A question from a known correspondent concerning his email account on my server
A legitimate subscription confirmation from an email list the author joined
A letter from a UNR professor (not in the CS department) that was MIME encoded and contained a large binary attachment
An email from an ISP concerning billing
An email from a legitimate mailing list that happened to contain an advertisement
An email from a known correspondent that contained a forwarded humorous yet semi-threatening email
An email from a known correspondent concerning a spam filter installed on one of the author's servers
A letter from a legitimate email list to which the author subscribes that contained no text body, just a base64 encoded attachment
A letter from a known correspondent containing an informal “advertisement” for a dinner-and-a-movie gathering
It is interesting to note that the content topic of several of the false positives emails was the subject of email itself.
The ANN spam classification techniques described here proved to be useful and accurate. However, its false positive classification rate of about 1% is too high for unsupervised use. Two adjunct strategies could be used to supplement the base ANN classifier and enable it to be used in a real production environment:
A “known correspondents” list which would guarantee unblocked receipt of all email from people whom the user had identified as a valid sender. The user would update this list from time to time, adding new mailing lists or individual senders as they arose.
A manual review of emails classified as spam prior to deletion. This is not as onerous as it sounds; a quick weekly review of From: and Subject: headers will allow the user to catch the very small percentage of real messages misclassified as spam.
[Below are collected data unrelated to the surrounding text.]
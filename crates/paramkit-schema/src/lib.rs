//! # paramkit-schema — Typed Parameter Schemas
//!
//! Declares typed parameter objects, builds them from untyped nested input,
//! and reports validation failures keyed by nested path.
//!
//! ## Data Flow
//!
//! 1. **Declaration.** A [`SchemaBuilder`] borrows a [`TypeRegistry`] and
//!    accumulates attributes into a [`Schema`]. Declaration mistakes surface
//!    immediately as [`DeclarationError`].
//! 2. **Construction.** [`build`] applies a schema to a raw [`Value`] and
//!    returns an [`Instance`] tree. Construction never fails: input that
//!    cannot be converted resolves to the attribute default.
//! 3. **Validation.** A [`Validator`] runs a [`RuleEngine`] over every node of
//!    the tree and folds nested failures into qualified keys such as
//!    `sections[0].id`.
//!
//! ## Key Design Principles
//!
//! - Type descriptors are immutable. `with_default`, `with_normalize` and
//!   `of` return new descriptors, so built-in descriptors can be shared by
//!   any number of schemas.
//! - The registry is an explicit value, never a global. [`SharedRegistry`] is
//!   the lock-guarded form for programs that register types from several
//!   threads.
//! - Child instances reach ancestor context only through an explicit
//!   [`Scope`] handed in at construction time.
//!
//! ## Crate Policy
//!
//! - Depends only on `paramkit-core` internally.
//! - Never interprets rule options. Rule meaning belongs to the engine.

pub mod builder;
pub mod coerce;
pub mod descriptor;
pub mod instance;
pub mod loader;
pub mod registry;
pub mod rules;
pub mod schema;
pub mod scope;
pub mod validation;

pub use builder::{AttributeOptions, Definition, SchemaBuilder};
pub use coerce::{build, build_scoped};
pub use descriptor::{
    CollectionType, Converter, Normalizer, ScalarType, StructCollectionType, StructType,
    TypeDescriptor,
};
pub use instance::{AttributeValue, Collection, Instance, StructCollection};
pub use loader::{read_document, LoadError, SchemaFile};
pub use registry::{CustomType, SharedRegistry, TypeRegistry};
pub use rules::{AttributeError, NoRules, RuleContext, RuleEngine};
pub use schema::{Attribute, RuleSpec, Schema};
pub use scope::{Capabilities, Scope, ScopeChain};
pub use validation::{ValidationError, ValidationErrors, Validator};

pub use paramkit_core::{DeclarationError, Map, Value, ValueKind};
// ─── Shared helpers ──────────────────────────────────────────────────

/// Null input takes the default before any normalizer runs.
fn or_default(raw: &Value, default: Option<&Value>) -> Value {
    match (raw, default) {
        (Value::Null, Some(default)) => default.clone(),
        _ => raw.clone(),
    }
}

/// Run an optional whole-input normalizer. Null input skips it; failure
/// reads as null.
fn normalized(raw: &Value, normalize: Option<&Normalizer>, kind: &str) -> Value {
    match normalize {
        Some(n) if !raw.is_null() => n.apply(raw.clone()).unwrap_or_else(|e| {
            tracing::trace!(kind, error = %e, "normalizer failed, using default");
            Value::Null
        }),
        _ => raw.clone(),
    }
}

/// Shape input into a sequence: null takes the default (or empty), lists pass
/// through, mappings become `[key, value]` pairs in sorted key order, scalars
/// are wrapped.
fn sequence(input: Value, default: Option<&Value>) -> Vec<Value> {
    let input = match input {
        Value::Null => match default {
            Some(d) => d.clone(),
            None => return Vec::new(),
        },
        other => other,
    };
    match input {
        Value::Null => Vec::new(),
        Value::List(items) => items,
        Value::Map(map) => map
            .into_iter()
            .map(|(k, v)| Value::List(vec![Value::String(k), v]))
            .collect(),
        scalar => vec![scalar],
    }
}

// ─── Descriptor ──────────────────────────────────────────────────────

/// The closed set of attribute type descriptors.
#[derive(Debug, Clone)]
pub enum TypeDescriptor {
    Scalar(ScalarType),
    Collection(CollectionType),
    Struct(StructType),
    StructCollection(StructCollectionType),
}

impl TypeDescriptor {
    pub fn with_default(&self, default: impl Into<Value>) -> Self {
        match self {
            TypeDescriptor::Scalar(t) => TypeDescriptor::Scalar(t.with_default(default)),
            TypeDescriptor::Collection(t) => TypeDescriptor::Collection(t.with_default(default)),
            TypeDescriptor::Struct(t) => TypeDescriptor::Struct(t.with_default(default)),
            TypeDescriptor::StructCollection(t) => {
                TypeDescriptor::StructCollection(t.with_default(default))
            }
        }
    }

    pub fn with_normalize(&self, normalize: Normalizer) -> Self {
        match self {
            TypeDescriptor::Scalar(t) => TypeDescriptor::Scalar(t.with_normalize(normalize)),
            TypeDescriptor::Collection(t) => {
                TypeDescriptor::Collection(t.with_normalize(normalize))
            }
            TypeDescriptor::Struct(t) => TypeDescriptor::Struct(t.with_normalize(normalize)),
            TypeDescriptor::StructCollection(t) => {
                TypeDescriptor::StructCollection(t.with_normalize(normalize))
            }
        }
    }

    pub fn default_value(&self) -> Option<&Value> {
        match self {
            TypeDescriptor::Scalar(t) => t.default_value(),
            TypeDescriptor::Collection(t) => t.default_value(),
            TypeDescriptor::Struct(t) => t.default_value(),
            TypeDescriptor::StructCollection(t) => t.default_value(),
        }
    }

    fn normalizer(&self) -> Option<&Normalizer> {
        match self {
            TypeDescriptor::Scalar(t) => t.normalize.as_ref(),
            TypeDescriptor::Collection(t) => t.normalize.as_ref(),
            TypeDescriptor::Struct(t) => t.normalize.as_ref(),
            TypeDescriptor::StructCollection(t) => t.normalize.as_ref(),
        }
    }

    /// Carry this descriptor's default and normalizer over to `replacement`.
    pub(crate) fn carry_settings_to(&self, replacement: TypeDescriptor) -> TypeDescriptor {
        let mut next = replacement;
        if let Some(d) = self.default_value() {
            next = next.with_default(d.clone());
        }
        if let Some(n) = self.normalizer() {
            next = next.with_normalize(n.clone());
        }
        next
    }

    /// The nested schema of struct-valued descriptors.
    pub fn nested_schema(&self) -> Option<&Arc<Schema>> {
        match self {
            TypeDescriptor::Struct(t) => Some(t.schema()),
            TypeDescriptor::StructCollection(t) => Some(t.schema()),
            _ => None,
        }
    }

    /// Short kind label used in listings.
    pub fn kind_label(&self) -> String {
        match self {
            TypeDescriptor::Scalar(t) => t.name().to_string(),
            TypeDescriptor::Collection(t) => match t.element() {
                Some(e) => format!("array of {}", e.name()),
                None => "array".to_string(),
            },
            TypeDescriptor::Struct(_) => "has".to_string(),
            TypeDescriptor::StructCollection(_) => "each".to_string(),
        }
    }

    /// Coerce without a scope.
    pub fn coerce(&self, raw: &Value) -> AttributeValue {
        self.coerce_in(raw, None)
    }

    pub(crate) fn coerce_in(&self, raw: &Value, scope: Option<&Arc<dyn Scope>>) -> AttributeValue {
        match self {
            TypeDescriptor::Scalar(t) => AttributeValue::Scalar(t.coerce(raw)),
            TypeDescriptor::Collection(t) => AttributeValue::Collection(t.coerce(raw)),
            TypeDescriptor::Struct(t) => AttributeValue::Struct(t.coerce_in(raw, scope)),
            TypeDescriptor::StructCollection(t) => {
                AttributeValue::StructCollection(t.coerce_in(raw, scope))
            }
        }
    }
}

impl From<ScalarType> for TypeDescriptor {
    fn from(t: ScalarType) -> Self {
        TypeDescriptor::Scalar(t)
    }
}

impl From<CollectionType> for TypeDescriptor {
    fn from(t: CollectionType) -> Self {
        TypeDescriptor::Collection(t)
    }
}

impl From<StructType> for TypeDescriptor {
    fn from(t: StructType) -> Self {
        TypeDescriptor::Struct(t)
    }
}

impl From<StructCollectionType> for TypeDescriptor {
    fn from(t: StructCollectionType) -> Self {
        TypeDescriptor::StructCollection(t)
    }
}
It would be interesting to repeat the experiment with the test emails used in Androutsopoulos, et. al. 2000. It is my suspicion that my own test data presented a considerably more difficult problem than the emails in the other paper's test data.
Finally, it is not known how much the performance of the static wordlist approach described here would degrade classification over time. The results presented here might be artificially high because the wordlist was compiled from spam and real messages that sample the entire timespan of all messages in all data sets (training, validation, and test). As trends in spamming change over time, and as topics of conversation in a user's real emails vary over time, we might expect fewer words from future emails to match the wordlist, and consequently discrimination capability for the spam ANN might decline.
Sahami, M., Dumais, S., Heckerman, D., and Horvitz, E. A Bayesian Approach to Filtering Junk E-Mail. In Learning for Text Categorization—Papers from the AAAI Workshop, pp. 55-62, Madison Wisconsin. AAAI Technical Report WS-98-05, 1998.
Androutsopoulos, I., Koutsias, J., Chandrinos, K., Paliouras, G., Spyropoulos, C. An Evaluation of naïve Bayesian Anti-Spam Filtering. In Proceedings of the workshop on Machine Learning in the New Information Age, 11th European Conference on Machine Learning, pp 9-17, Barcelona, Spain, 2000.
The tools used in the creation of this program and document were entirely open source and include: Linux, vim, GNU utilities (bash, sort, uniq, grep...), gcc, gnuplot, OpenOffice, Mozilla, ImageMagick 'display', X11R6, and CMU simple backprop NN. The program and document were created in a completely Microsoft free environment.